I am guessing that DirectWrite is allowing me to be in complete control of the list of features to apply to some text. This is nice, except that I can't do this with the other APIs unless I explicitly disable the default features somehow! Of course, I don't know if this list will ever change, so hardcoding it might not be the best idea.
Even if hardcoding is an option, I could just grab HarfBuzz's list for each script, but a) it's rather complicated b) there are multiple possible shapers for a script, depending on (I think) version compatibility (for instance, Myanmar).
So why not use HarfBuzz's lists to recreate the default list of features for DirectWrite anyway? It seems to want to be accurate to other shapers anyway, so this should work, right? Well I would need to do two things: figure out what script to use, and figure out which attributes to use on which characters for script where the position of a character in the word matters.
DirectWrite provides an interface IDWriteTextAnalyzer that provides facilities to perform shaping. I could use this, but it seems the script data is returned in a DWRITE_SCRIPT_ANALYSIS structure, and the description for the script ID says "The zero-based index representation of writing system script.".

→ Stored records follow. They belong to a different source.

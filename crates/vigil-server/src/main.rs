use anyhow::Result;
use std::sync::Arc;
use tokio::io::{AsyncBufReadExt, BufReader};
use tokio::signal;
use tracing_subscriber::EnvFilter;
use vigil_common::clock::{Clock, SystemClock};
use vigil_common::types::Event;
use vigil_notify::channels::in_app::InAppInbox;
use vigil_notify::plugin::PluginRegistry;

use vigil_server::bootstrap;
use vigil_server::config::ServerConfig;
use vigil_server::maintenance;
use vigil_server::pipeline::AlertPipeline;

#[allow(clippy::print_stderr)]
fn print_usage() {
    eprintln!("Usage:");
    eprintln!("  vigil-server [config.toml]                 Read NDJSON events from stdin and dispatch alerts");
    eprintln!("  vigil-server check-config <config.toml>    Validate channels, templates, recipients and rules");
}

#[tokio::main]
async fn main() -> Result<()> {
    rustls::crypto::ring::default_provider()
        .install_default()
        .map_err(|e| anyhow::anyhow!("Failed to install default CryptoProvider: {e:?}"))?;

    tracing_subscriber::fmt()
        .with_writer(std::io::stderr)
        .with_env_filter(EnvFilter::from_default_env().add_directive("vigil=info".parse()?))
        .init();

    let args: Vec<String> = std::env::args().collect();

    match args.get(1).map(|s| s.as_str()) {
        Some("check-config") => {
            let config_path = args.get(2).ok_or_else(|| {
                print_usage();
                anyhow::anyhow!("check-config requires a <config.toml> argument")
            })?;
            run_check_config(config_path)
        }
        Some("--help" | "-h") => {
            print_usage();
            Ok(())
        }
        _ => {
            let config_path = args
                .get(1)
                .map(|s| s.as_str())
                .unwrap_or("config/vigil.toml");
            run_server(config_path).await
        }
    }
}

fn run_check_config(config_path: &str) -> Result<()> {
    let config = ServerConfig::load(config_path)?;
    let components = bootstrap::assemble(&config);
    let report = components.report;
    for problem in &report.problems {
        tracing::error!(problem = %problem, "Configuration problem");
    }
    if !report.is_clean() {
        anyhow::bail!("{} configuration problem(s) in '{}'", report.problems.len(), config_path);
    }
    tracing::info!(
        channels = report.channels,
        templates = report.templates,
        recipients = report.recipients,
        rules = report.rules,
        "Configuration OK"
    );
    Ok(())
}

async fn run_server(config_path: &str) -> Result<()> {
    let config = ServerConfig::load(config_path)?;
    vigil_common::id::init(config.id.machine_id, config.id.node_id);

    tracing::info!(
        config = %config_path,
        tick_interval_ms = config.dispatch.tick_interval_ms,
        retention_secs = config.retention_secs,
        "vigil-server starting"
    );

    let clock: Arc<dyn Clock> = Arc::new(SystemClock);
    let plugins = PluginRegistry::with_builtins(InAppInbox::with_capacity(config.inbox_capacity));
    let components = bootstrap::assemble_with(&config, &plugins, clock.clone());
    for problem in &components.report.problems {
        tracing::warn!(problem = %problem, "Configuration problem, continuing without it");
    }

    let engine = components.engine.clone();
    let pipeline = AlertPipeline::new(components.rules, engine.clone(), clock.clone());
    engine.start().await;

    let maintenance_handles = maintenance::spawn(
        engine.clone(),
        clock.clone(),
        config.retention_secs,
        config.stats_log_interval_secs,
    );

    let mut lines = BufReader::new(tokio::io::stdin()).lines();
    let mut reached_eof = false;
    loop {
        tokio::select! {
            line = lines.next_line() => {
                match line {
                    Ok(Some(line)) => handle_line(&pipeline, &line).await,
                    Ok(None) => {
                        tracing::info!("Event stream closed");
                        reached_eof = true;
                        break;
                    }
                    Err(e) => {
                        tracing::error!(error = %e, "Failed to read event stream");
                        break;
                    }
                }
            }
            _ = signal::ctrl_c() => {
                tracing::info!("Shutting down gracefully");
                break;
            }
        }
    }

    engine.stop().await;
    if reached_eof {
        let flushed = engine.process_tick().await;
        tracing::info!(flushed, "Flushed queued notifications");
    }

    for handle in maintenance_handles {
        handle.abort();
    }
    maintenance::log_stats(&engine);
    tracing::info!("vigil-server stopped");

    Ok(())
}

/// Parses one NDJSON event and writes every resulting alert as a JSON line.
#[allow(clippy::print_stdout)]
async fn handle_line(pipeline: &AlertPipeline, line: &str) {
    let line = line.trim();
    if line.is_empty() {
        return;
    }
    let event: Event = match serde_json::from_str(line) {
        Ok(event) => event,
        Err(e) => {
            tracing::warn!(error = %e, "Skipping malformed event");
            return;
        }
    };

    let outcome = pipeline.handle_event(&event).await;
    tracing::debug!(
        event_id = %event.id,
        alerts = outcome.alerts.len(),
        messages = outcome.messages.len(),
        failed_actions = outcome.failed_actions.len(),
        "Event processed"
    );
    for alert in &outcome.alerts {
        match serde_json::to_string(alert) {
            Ok(json) => println!("{json}"),
            Err(e) => tracing::error!(alert_id = %alert.id(), error = %e, "Failed to serialize alert"),
        }
    }
}
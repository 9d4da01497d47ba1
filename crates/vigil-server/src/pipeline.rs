use std::sync::{Arc, Mutex, PoisonError};
use vigil_alert::detect::AlertDetector;
use vigil_alert::engine::RuleEngine;
use vigil_alert::rule::RuleAction;
use vigil_common::clock::Clock;
use vigil_common::types::{Alert, Event};
use vigil_notify::dispatcher::DispatchEngine;
use vigil_notify::message::NotificationMessage;

/// Everything one event produced.
#[derive(Debug, Default)]
pub struct PipelineOutcome {
    pub alerts: Vec<Alert>,
    pub messages: Vec<NotificationMessage>,
    /// Actions that could not be executed, one line each.
    pub failed_actions: Vec<String>,
}

/// Event → rules → alerts → notifications.
///
/// Each triggered rule yields one alert; its actions then run in order
/// against that alert. A failing action is logged and does not stop the
/// remaining actions or rules.
pub struct AlertPipeline {
    rules: Mutex<RuleEngine>,
    detector: AlertDetector,
    engine: Arc<DispatchEngine>,
    clock: Arc<dyn Clock>,
}

impl AlertPipeline {
    pub fn new(rules: RuleEngine, engine: Arc<DispatchEngine>, clock: Arc<dyn Clock>) -> Self {
        Self {
            rules: Mutex::new(rules),
            detector: AlertDetector::new(clock.clone()),
            engine,
            clock,
        }
    }

    pub fn engine(&self) -> &Arc<DispatchEngine> {
        &self.engine
    }

    /// Runs `f` with exclusive access to the rule set (enable/disable, reload).
    pub fn with_rules<R>(&self, f: impl FnOnce(&mut RuleEngine) -> R) -> R {
        let mut rules = self.rules.lock().unwrap_or_else(PoisonError::into_inner);
        f(&mut rules)
    }

    pub async fn handle_event(&self, event: &Event) -> PipelineOutcome {
        let triggered = self
            .rules
            .lock()
            .unwrap_or_else(PoisonError::into_inner)
            .process_at(event, self.clock.now());

        let mut outcome = PipelineOutcome::default();
        for hit in triggered {
            let alert = self.detector.detect(&hit.rule, event);
            tracing::info!(
                alert_id = %alert.id(),
                rule_id = %hit.rule.id,
                event_id = %event.id,
                severity = %alert.severity(),
                title = %alert.title(),
                "Alert raised"
            );

            for action in hit.actions() {
                match action {
                    RuleAction::CreateAlert { .. } => {}
                    RuleAction::Notify { recipients } => {
                        let sent = self.engine.send_alert_notification(&alert, recipients).await;
                        outcome.messages.extend(sent);
                    }
                    RuleAction::Escalate { recipients, priority } => {
                        let sent = self
                            .engine
                            .send_alert_notification_with_priority(&alert, recipients, *priority)
                            .await;
                        tracing::info!(
                            alert_id = %alert.id(),
                            priority = %priority,
                            messages = sent.len(),
                            "Alert escalated"
                        );
                        outcome.messages.extend(sent);
                    }
                    RuleAction::WebhookCall { channel_id, url } => {
                        match self
                            .engine
                            .send_webhook_call(&alert, channel_id, url.as_deref())
                            .await
                        {
                            Ok(message) => outcome.messages.push(message),
                            Err(e) => {
                                tracing::error!(
                                    alert_id = %alert.id(),
                                    rule_id = %hit.rule.id,
                                    channel_id = %channel_id,
                                    error = %e,
                                    "Webhook call action failed"
                                );
                                outcome
                                    .failed_actions
                                    .push(format!("rule '{}': webhook_call '{channel_id}': {e}", hit.rule.id));
                            }
                        }
                    }
                }
            }
            outcome.alerts.push(alert);
        }
        outcome
    }
}
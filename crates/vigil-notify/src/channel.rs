use crate::error::{NotifyError, Result};
use crate::rate_limit::{RateLimitConfig, RateLimiter};
use crate::retry::{RetryClassification, RetryClassifier, RetryPolicy};
use crate::stats::{delivery_rate, CounterSnapshot};
use crate::Deliverer;
use chrono::{DateTime, Utc};
use serde::{Deserialize, Serialize};
use serde_json::Value;
use std::collections::BTreeMap;
use std::sync::atomic::{AtomicBool, AtomicU32, AtomicU64, Ordering};
use std::sync::{Arc, Mutex, PoisonError};
use vigil_common::types::{ChannelType, Priority};

fn default_true() -> bool {
    true
}

/// Static definition of a channel instance, as loaded from configuration.
#[derive(Debug, Clone, Serialize, Deserialize)]
pub struct ChannelSpec {
    pub id: String,
    #[serde(default)]
    pub name: String,
    #[serde(rename = "type")]
    pub channel_type: ChannelType,
    #[serde(default = "default_true")]
    pub enabled: bool,
    /// Plugin-specific settings (SMTP host, gateway URL, secrets).
    #[serde(default)]
    pub config: Value,
    #[serde(default)]
    pub retry_policy: RetryPolicy,
    #[serde(default)]
    pub rate_limit: RateLimitConfig,
    /// Empty means every priority.
    #[serde(default)]
    pub supported_priorities: Vec<Priority>,
    #[serde(default)]
    pub retry_classification: RetryClassification,
}

impl ChannelSpec {
    pub fn new(id: impl Into<String>, channel_type: ChannelType) -> Self {
        let id = id.into();
        Self {
            name: id.clone(),
            id,
            channel_type,
            enabled: true,
            config: Value::Null,
            retry_policy: RetryPolicy::default(),
            rate_limit: RateLimitConfig::default(),
            supported_priorities: Vec::new(),
            retry_classification: RetryClassification::default(),
        }
    }
}

#[derive(Debug, Default)]
struct ChannelCounters {
    sent: AtomicU64,
    delivered: AtomicU64,
    failed: AtomicU64,
    rate_limited: AtomicU64,
    total_latency_ms: AtomicU64,
}

/// A configured channel instance with its live health and counters.
///
/// Static settings are immutable after construction; health, counters and
/// the rate limiter use interior mutability so the registry can be shared.
pub struct NotificationChannel {
    spec: ChannelSpec,
    deliverer: Arc<dyn Deliverer>,
    classifier: Box<dyn RetryClassifier>,
    healthy: AtomicBool,
    consecutive_failures: AtomicU32,
    counters: ChannelCounters,
    limiter: Mutex<RateLimiter>,
}

impl NotificationChannel {
    pub fn new(spec: ChannelSpec, deliverer: Arc<dyn Deliverer>) -> Result<Self> {
        if spec.id.trim().is_empty() {
            return Err(NotifyError::InvalidConfig("channel id is empty".to_string()));
        }
        if deliverer.channel_type() != spec.channel_type {
            return Err(NotifyError::InvalidConfig(format!(
                "channel '{}' is declared as {} but its deliverer handles {}",
                spec.id,
                spec.channel_type,
                deliverer.channel_type()
            )));
        }
        spec.retry_policy
            .validate()
            .map_err(|e| NotifyError::InvalidConfig(format!("channel '{}': {e}", spec.id)))?;

        Ok(Self {
            classifier: spec.retry_classification.classifier(),
            limiter: Mutex::new(RateLimiter::new(spec.rate_limit.clone())),
            spec,
            deliverer,
            healthy: AtomicBool::new(true),
            consecutive_failures: AtomicU32::new(0),
            counters: ChannelCounters::default(),
        })
    }

    pub fn id(&self) -> &str {
        &self.spec.id
    }

    pub fn name(&self) -> &str {
        &self.spec.name
    }

    pub fn channel_type(&self) -> ChannelType {
        self.spec.channel_type
    }

    pub fn is_enabled(&self) -> bool {
        self.spec.enabled
    }

    pub fn is_healthy(&self) -> bool {
        self.healthy.load(Ordering::Relaxed)
    }

    pub fn spec(&self) -> &ChannelSpec {
        &self.spec
    }

    pub fn retry_policy(&self) -> &RetryPolicy {
        &self.spec.retry_policy
    }

    pub fn deliverer(&self) -> &Arc<dyn Deliverer> {
        &self.deliverer
    }

    pub fn should_retry(&self, error: &NotifyError) -> bool {
        self.classifier.should_retry(error)
    }

    pub fn supports(&self, priority: Priority) -> bool {
        self.spec.supported_priorities.is_empty() || self.spec.supported_priorities.contains(&priority)
    }

    /// Enabled, healthy and accepting this priority.
    pub fn is_eligible(&self, priority: Priority) -> bool {
        self.is_enabled() && self.is_healthy() && self.supports(priority)
    }

    /// Takes one slot from the rolling rate budget.
    pub fn try_acquire(&self, now: DateTime<Utc>) -> bool {
        let granted = self
            .limiter
            .lock()
            .unwrap_or_else(PoisonError::into_inner)
            .try_acquire(now);
        if !granted {
            self.counters.rate_limited.fetch_add(1, Ordering::Relaxed);
        }
        granted
    }

    pub(crate) fn record_sent(&self) {
        self.counters.sent.fetch_add(1, Ordering::Relaxed);
    }

    /// A successful attempt. Restores health.
    pub(crate) fn record_delivered(&self, latency_ms: u64) {
        self.counters.delivered.fetch_add(1, Ordering::Relaxed);
        self.counters
            .total_latency_ms
            .fetch_add(latency_ms, Ordering::Relaxed);
        self.consecutive_failures.store(0, Ordering::Relaxed);
        if !self.healthy.swap(true, Ordering::Relaxed) {
            tracing::info!(channel_id = %self.spec.id, "Channel healthy again");
        }
    }

    /// A failed attempt. Returns true when this failure flipped the channel
    /// to unhealthy.
    pub(crate) fn record_attempt_failure(&self, unhealthy_after: u32) -> bool {
        let failures = self.consecutive_failures.fetch_add(1, Ordering::Relaxed) + 1;
        unhealthy_after > 0 && failures >= unhealthy_after && self.healthy.swap(false, Ordering::Relaxed)
    }

    /// The message on this channel failed for good.
    pub(crate) fn record_failed(&self) {
        self.counters.failed.fetch_add(1, Ordering::Relaxed);
    }

    pub fn mark_unhealthy(&self) {
        self.healthy.store(false, Ordering::Relaxed);
    }

    pub fn restore(&self) {
        self.consecutive_failures.store(0, Ordering::Relaxed);
        self.healthy.store(true, Ordering::Relaxed);
    }

    pub fn counters(&self) -> CounterSnapshot {
        let sent = self.counters.sent.load(Ordering::Relaxed);
        let delivered = self.counters.delivered.load(Ordering::Relaxed);
        let total_latency = self.counters.total_latency_ms.load(Ordering::Relaxed);
        CounterSnapshot {
            sent,
            delivered,
            failed: self.counters.failed.load(Ordering::Relaxed),
            delivery_rate: delivery_rate(delivered, sent),
            average_latency_ms: if delivered == 0 {
                0.0
            } else {
                total_latency as f64 / delivered as f64
            },
        }
    }

    pub fn snapshot(&self) -> ChannelSnapshot {
        ChannelSnapshot {
            id: self.spec.id.clone(),
            name: self.spec.name.clone(),
            channel_type: self.spec.channel_type,
            enabled: self.spec.enabled,
            healthy: self.is_healthy(),
            consecutive_failures: self.consecutive_failures.load(Ordering::Relaxed),
            rate_limited: self.counters.rate_limited.load(Ordering::Relaxed),
            counters: self.counters(),
        }
    }
}

impl std::fmt::Debug for NotificationChannel {
    fn fmt(&self, f: &mut std::fmt::Formatter<'_>) -> std::fmt::Result {
        f.debug_struct("NotificationChannel")
            .field("id", &self.spec.id)
            .field("channel_type", &self.spec.channel_type)
            .field("enabled", &self.spec.enabled)
            .field("healthy", &self.is_healthy())
            .finish()
    }
}

/// Point-in-time view of a channel for logs and status output.
#[derive(Debug, Clone, PartialEq, Serialize)]
pub struct ChannelSnapshot {
    pub id: String,
    pub name: String,
    pub channel_type: ChannelType,
    pub enabled: bool,
    pub healthy: bool,
    pub consecutive_failures: u32,
    pub rate_limited: u64,
    pub counters: CounterSnapshot,
}

/// All configured channels, keyed by id.
#[derive(Debug, Default)]
pub struct ChannelRegistry {
    channels: BTreeMap<String, Arc<NotificationChannel>>,
}

impl ChannelRegistry {
    pub fn new() -> Self {
        Self::default()
    }

    pub fn register(&mut self, channel: NotificationChannel) -> Result<Arc<NotificationChannel>> {
        if self.channels.contains_key(channel.id()) {
            return Err(NotifyError::InvalidConfig(format!(
                "duplicate channel id '{}'",
                channel.id()
            )));
        }
        let channel = Arc::new(channel);
        self.channels.insert(channel.id().to_string(), channel.clone());
        Ok(channel)
    }

    pub fn get(&self, id: &str) -> Option<Arc<NotificationChannel>> {
        self.channels.get(id).cloned()
    }

    /// Channels ordered by id.
    pub fn channels(&self) -> impl Iterator<Item = &Arc<NotificationChannel>> {
        self.channels.values()
    }

    /// First eligible channel of a type, by id order.
    pub fn select(&self, channel_type: ChannelType, priority: Priority) -> Option<Arc<NotificationChannel>> {
        self.channels
            .values()
            .find(|c| c.channel_type() == channel_type && c.is_eligible(priority))
            .cloned()
    }

    pub fn mark_unhealthy(&self, id: &str) -> Result<()> {
        self.get(id)
            .ok_or_else(|| NotifyError::ChannelNotFound(id.to_string()))?
            .mark_unhealthy();
        Ok(())
    }

    pub fn restore(&self, id: &str) -> Result<()> {
        self.get(id)
            .ok_or_else(|| NotifyError::ChannelNotFound(id.to_string()))?
            .restore();
        Ok(())
    }

    pub fn snapshot(&self) -> Vec<ChannelSnapshot> {
        self.channels.values().map(|c| c.snapshot()).collect()
    }

    pub fn len(&self) -> usize {
        self.channels.len()
    }

    pub fn is_empty(&self) -> bool {
        self.channels.is_empty()
    }
}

This doesn't help, so I wrote a program to just dump the script numbers for text I type in. Running it on the input string
لللللللللللللاااااااااالا abcd محمد ابن بطوطة‎‎ Отложения датского яруса
yields the output
0 - 26 script 3 shapes 0
26 - 5 script 49 shapes 0
31 - 14 script 3 shapes 0
45 - 2 script 1 shapes 1
47 - 25 script 22 shapes 0
I cannot match these script numbers to anything in any of the Windows headers: if there is a defined number for Arabic, Latin, or Cyrillic in any API, they don't match these. And even if I did get a mapping between script and script number, that still doesn't give me the data to apply intra-word features.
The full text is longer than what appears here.